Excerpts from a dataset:
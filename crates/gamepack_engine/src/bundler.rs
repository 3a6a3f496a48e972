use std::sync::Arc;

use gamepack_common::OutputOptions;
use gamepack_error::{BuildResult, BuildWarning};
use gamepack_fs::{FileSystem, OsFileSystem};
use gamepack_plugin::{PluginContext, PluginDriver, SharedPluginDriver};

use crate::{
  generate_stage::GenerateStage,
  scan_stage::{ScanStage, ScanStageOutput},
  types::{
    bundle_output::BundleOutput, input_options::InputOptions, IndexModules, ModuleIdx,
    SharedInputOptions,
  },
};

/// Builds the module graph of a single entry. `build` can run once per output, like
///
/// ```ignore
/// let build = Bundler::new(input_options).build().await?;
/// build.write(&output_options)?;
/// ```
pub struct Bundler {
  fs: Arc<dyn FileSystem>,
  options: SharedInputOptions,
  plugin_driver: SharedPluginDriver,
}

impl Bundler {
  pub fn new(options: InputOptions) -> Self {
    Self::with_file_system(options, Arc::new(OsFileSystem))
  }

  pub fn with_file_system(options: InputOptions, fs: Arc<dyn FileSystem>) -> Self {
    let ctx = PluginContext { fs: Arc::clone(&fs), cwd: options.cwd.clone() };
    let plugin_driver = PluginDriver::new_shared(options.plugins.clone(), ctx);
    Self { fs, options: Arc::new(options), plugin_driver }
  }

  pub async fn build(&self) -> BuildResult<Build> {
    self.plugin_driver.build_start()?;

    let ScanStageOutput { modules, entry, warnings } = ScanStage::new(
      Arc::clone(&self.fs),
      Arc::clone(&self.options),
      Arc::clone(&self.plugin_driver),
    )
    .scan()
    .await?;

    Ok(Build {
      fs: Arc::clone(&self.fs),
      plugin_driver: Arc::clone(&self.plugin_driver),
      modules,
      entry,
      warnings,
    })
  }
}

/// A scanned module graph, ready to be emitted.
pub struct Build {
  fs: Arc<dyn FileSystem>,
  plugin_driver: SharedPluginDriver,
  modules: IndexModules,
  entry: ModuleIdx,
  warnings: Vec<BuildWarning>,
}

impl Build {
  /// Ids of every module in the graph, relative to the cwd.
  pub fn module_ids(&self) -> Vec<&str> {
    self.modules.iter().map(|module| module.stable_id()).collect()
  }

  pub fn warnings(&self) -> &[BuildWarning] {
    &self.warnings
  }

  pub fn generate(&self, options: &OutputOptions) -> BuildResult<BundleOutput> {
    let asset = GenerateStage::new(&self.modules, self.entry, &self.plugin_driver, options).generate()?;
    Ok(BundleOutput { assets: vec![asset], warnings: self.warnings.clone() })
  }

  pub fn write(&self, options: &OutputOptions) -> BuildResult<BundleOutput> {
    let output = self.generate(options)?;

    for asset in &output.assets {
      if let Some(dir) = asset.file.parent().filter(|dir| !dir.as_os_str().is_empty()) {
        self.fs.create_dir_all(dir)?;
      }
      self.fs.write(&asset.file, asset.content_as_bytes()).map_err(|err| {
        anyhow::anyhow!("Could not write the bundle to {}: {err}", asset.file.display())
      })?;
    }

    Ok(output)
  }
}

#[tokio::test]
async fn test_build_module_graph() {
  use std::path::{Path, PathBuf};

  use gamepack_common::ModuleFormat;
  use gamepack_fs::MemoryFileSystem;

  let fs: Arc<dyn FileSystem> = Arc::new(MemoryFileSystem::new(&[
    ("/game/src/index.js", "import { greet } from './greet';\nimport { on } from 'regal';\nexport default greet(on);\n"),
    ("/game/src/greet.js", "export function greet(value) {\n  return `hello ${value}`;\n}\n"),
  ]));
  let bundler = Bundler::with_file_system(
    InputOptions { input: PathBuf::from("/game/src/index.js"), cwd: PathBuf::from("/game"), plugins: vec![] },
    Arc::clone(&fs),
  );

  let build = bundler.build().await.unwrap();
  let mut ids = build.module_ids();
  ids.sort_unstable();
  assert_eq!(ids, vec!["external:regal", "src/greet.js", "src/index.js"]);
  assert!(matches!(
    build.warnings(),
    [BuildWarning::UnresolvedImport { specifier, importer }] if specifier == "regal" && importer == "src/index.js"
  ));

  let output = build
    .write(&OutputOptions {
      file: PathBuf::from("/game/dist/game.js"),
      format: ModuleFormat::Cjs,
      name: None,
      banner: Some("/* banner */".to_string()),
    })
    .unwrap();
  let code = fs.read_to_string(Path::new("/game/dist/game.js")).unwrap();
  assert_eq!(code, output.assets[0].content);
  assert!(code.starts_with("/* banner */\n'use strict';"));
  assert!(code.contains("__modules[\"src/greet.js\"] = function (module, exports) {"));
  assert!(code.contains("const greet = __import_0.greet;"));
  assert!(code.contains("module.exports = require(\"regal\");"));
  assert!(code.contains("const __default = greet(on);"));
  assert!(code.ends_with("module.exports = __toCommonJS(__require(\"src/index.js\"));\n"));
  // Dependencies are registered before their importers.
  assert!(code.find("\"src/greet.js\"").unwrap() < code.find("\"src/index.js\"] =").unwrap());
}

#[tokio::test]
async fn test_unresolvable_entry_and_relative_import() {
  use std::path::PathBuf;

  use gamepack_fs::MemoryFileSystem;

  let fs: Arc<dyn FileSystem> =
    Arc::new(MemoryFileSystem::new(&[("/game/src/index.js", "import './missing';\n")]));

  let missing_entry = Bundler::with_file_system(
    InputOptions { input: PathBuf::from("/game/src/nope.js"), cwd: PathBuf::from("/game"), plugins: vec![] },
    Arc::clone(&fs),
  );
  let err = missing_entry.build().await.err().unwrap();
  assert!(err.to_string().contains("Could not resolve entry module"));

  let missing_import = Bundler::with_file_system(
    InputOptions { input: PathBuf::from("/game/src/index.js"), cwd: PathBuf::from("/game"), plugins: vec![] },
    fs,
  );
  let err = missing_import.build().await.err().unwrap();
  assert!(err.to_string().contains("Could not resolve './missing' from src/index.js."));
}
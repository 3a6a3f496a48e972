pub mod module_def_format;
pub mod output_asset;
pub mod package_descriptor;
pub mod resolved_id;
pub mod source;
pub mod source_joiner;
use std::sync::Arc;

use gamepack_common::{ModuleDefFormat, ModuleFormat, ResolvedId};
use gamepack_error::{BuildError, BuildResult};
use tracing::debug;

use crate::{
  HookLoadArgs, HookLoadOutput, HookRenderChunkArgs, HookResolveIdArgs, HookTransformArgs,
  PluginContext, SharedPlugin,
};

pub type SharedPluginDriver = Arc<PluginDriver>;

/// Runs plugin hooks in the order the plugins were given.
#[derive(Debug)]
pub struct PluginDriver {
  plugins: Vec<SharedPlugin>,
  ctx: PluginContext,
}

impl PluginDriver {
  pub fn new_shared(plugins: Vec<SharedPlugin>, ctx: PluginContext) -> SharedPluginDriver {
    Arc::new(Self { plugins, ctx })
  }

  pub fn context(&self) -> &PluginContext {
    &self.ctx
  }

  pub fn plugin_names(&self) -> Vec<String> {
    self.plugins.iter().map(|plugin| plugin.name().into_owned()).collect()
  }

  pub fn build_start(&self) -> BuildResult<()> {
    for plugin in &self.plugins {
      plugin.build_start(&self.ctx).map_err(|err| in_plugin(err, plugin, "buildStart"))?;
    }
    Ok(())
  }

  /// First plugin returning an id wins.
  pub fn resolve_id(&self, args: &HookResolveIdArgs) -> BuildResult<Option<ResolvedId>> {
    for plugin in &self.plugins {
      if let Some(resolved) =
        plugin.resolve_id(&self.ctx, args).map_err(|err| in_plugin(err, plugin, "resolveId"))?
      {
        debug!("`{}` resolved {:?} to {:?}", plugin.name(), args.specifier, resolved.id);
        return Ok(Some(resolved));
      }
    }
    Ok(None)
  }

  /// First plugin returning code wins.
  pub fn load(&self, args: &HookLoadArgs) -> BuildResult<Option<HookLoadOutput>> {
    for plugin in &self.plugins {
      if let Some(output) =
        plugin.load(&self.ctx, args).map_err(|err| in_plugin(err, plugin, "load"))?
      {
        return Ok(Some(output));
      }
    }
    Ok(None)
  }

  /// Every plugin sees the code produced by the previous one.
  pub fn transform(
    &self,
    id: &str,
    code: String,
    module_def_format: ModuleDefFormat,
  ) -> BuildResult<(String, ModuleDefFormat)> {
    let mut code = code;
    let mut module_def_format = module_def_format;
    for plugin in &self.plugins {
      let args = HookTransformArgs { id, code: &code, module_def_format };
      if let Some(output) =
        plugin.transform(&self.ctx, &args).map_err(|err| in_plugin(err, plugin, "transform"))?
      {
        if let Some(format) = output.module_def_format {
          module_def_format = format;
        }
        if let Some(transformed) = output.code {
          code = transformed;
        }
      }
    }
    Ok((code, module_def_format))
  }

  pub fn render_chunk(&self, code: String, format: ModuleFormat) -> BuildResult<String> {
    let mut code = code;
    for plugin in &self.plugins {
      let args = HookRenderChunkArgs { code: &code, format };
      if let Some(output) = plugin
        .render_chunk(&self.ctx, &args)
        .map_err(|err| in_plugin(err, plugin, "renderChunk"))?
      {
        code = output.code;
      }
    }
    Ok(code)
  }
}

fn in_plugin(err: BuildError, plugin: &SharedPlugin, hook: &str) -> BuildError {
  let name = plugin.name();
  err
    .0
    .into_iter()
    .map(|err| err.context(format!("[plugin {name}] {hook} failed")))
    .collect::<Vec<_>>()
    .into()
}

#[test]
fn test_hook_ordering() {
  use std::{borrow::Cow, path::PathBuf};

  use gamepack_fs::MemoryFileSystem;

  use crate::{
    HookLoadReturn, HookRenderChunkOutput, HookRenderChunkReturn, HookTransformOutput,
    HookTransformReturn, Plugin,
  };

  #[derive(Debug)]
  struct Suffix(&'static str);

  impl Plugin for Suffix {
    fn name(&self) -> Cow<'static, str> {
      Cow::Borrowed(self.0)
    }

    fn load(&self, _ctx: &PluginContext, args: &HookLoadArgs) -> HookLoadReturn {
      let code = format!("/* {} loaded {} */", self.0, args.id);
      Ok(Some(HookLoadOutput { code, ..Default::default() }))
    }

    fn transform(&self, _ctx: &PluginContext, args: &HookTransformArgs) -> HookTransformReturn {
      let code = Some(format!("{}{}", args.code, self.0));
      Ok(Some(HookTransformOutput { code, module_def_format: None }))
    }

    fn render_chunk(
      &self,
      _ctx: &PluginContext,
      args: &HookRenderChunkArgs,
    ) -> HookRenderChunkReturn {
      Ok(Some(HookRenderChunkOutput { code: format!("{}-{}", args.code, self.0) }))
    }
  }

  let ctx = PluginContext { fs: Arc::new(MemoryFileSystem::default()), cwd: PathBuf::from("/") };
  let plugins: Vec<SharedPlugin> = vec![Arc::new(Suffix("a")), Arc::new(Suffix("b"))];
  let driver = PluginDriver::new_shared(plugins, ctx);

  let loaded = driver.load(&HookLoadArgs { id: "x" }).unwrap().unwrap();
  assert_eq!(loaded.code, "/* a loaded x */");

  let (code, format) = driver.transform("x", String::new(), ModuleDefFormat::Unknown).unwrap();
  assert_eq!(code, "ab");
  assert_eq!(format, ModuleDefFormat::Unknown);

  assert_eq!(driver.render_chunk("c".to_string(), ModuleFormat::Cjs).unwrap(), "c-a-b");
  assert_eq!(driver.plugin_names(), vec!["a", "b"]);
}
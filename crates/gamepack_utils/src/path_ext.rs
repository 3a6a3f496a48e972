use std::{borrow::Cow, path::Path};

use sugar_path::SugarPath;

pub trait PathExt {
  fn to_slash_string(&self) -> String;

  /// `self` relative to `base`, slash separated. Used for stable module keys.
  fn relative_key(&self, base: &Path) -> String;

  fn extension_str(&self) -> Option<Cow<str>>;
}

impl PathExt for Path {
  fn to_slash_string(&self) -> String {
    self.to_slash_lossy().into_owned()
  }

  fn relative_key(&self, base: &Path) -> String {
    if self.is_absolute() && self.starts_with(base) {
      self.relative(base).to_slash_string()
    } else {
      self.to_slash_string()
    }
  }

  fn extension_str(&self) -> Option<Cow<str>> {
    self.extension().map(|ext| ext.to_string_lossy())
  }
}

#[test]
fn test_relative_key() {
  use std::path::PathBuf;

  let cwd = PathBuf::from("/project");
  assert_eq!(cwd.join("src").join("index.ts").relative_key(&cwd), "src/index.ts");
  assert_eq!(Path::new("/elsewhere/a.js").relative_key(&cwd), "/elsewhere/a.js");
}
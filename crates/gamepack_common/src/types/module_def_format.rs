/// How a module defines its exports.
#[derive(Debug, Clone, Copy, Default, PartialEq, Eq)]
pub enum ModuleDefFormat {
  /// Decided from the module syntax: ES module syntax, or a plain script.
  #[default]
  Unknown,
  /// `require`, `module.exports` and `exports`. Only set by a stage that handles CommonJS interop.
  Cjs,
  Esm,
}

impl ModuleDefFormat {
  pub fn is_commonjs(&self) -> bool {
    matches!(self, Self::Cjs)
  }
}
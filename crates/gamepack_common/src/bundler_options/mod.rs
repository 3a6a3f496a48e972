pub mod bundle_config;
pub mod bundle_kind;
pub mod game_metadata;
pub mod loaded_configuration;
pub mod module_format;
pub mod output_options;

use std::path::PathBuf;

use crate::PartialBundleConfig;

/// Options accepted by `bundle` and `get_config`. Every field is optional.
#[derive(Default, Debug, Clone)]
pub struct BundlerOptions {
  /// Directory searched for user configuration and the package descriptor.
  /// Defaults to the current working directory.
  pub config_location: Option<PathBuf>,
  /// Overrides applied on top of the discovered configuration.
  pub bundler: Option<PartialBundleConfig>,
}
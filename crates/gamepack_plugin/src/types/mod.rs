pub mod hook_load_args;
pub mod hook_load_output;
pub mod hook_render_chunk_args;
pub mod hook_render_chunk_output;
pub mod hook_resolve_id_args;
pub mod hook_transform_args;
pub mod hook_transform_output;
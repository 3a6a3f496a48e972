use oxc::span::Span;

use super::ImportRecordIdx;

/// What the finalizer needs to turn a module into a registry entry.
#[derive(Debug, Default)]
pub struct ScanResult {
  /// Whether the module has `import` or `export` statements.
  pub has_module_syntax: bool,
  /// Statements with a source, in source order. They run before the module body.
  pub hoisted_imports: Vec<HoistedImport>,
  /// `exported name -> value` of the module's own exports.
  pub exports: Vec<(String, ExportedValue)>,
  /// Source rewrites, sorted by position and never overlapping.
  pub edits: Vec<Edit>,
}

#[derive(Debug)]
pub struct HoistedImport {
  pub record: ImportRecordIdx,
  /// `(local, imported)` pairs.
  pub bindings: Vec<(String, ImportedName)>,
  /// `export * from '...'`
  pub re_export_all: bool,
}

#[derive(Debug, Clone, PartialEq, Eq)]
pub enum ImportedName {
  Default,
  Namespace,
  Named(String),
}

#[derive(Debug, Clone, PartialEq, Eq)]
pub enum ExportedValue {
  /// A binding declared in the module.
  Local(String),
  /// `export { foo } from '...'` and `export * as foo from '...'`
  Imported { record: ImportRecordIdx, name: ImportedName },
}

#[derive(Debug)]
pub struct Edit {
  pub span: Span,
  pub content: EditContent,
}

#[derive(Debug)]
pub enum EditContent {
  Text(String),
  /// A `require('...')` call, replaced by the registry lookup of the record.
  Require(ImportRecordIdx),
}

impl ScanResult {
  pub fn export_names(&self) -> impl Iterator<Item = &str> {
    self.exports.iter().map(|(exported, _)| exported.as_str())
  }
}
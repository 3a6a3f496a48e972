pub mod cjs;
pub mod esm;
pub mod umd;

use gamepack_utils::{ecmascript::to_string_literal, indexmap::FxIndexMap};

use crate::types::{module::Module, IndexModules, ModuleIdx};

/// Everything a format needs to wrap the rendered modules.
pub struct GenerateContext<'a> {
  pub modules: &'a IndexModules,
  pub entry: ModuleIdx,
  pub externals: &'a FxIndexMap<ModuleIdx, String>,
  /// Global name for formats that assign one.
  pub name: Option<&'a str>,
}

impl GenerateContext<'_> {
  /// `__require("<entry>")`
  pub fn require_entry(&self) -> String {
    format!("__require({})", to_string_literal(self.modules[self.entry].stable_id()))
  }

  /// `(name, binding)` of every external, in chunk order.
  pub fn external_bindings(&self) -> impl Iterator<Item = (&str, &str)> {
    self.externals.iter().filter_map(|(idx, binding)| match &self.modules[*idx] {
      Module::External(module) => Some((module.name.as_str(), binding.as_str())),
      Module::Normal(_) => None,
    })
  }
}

● **Exercise goal**: Where a line of the entries contains the word "await", copy that line.

● **Response below**:
/// let build = Bundler::new(input_options).build().await?;
    .await?;
  let build = bundler.build().await.unwrap();
  let err = missing_entry.build().await.err().unwrap();
  let err = missing_import.build().await.err().unwrap();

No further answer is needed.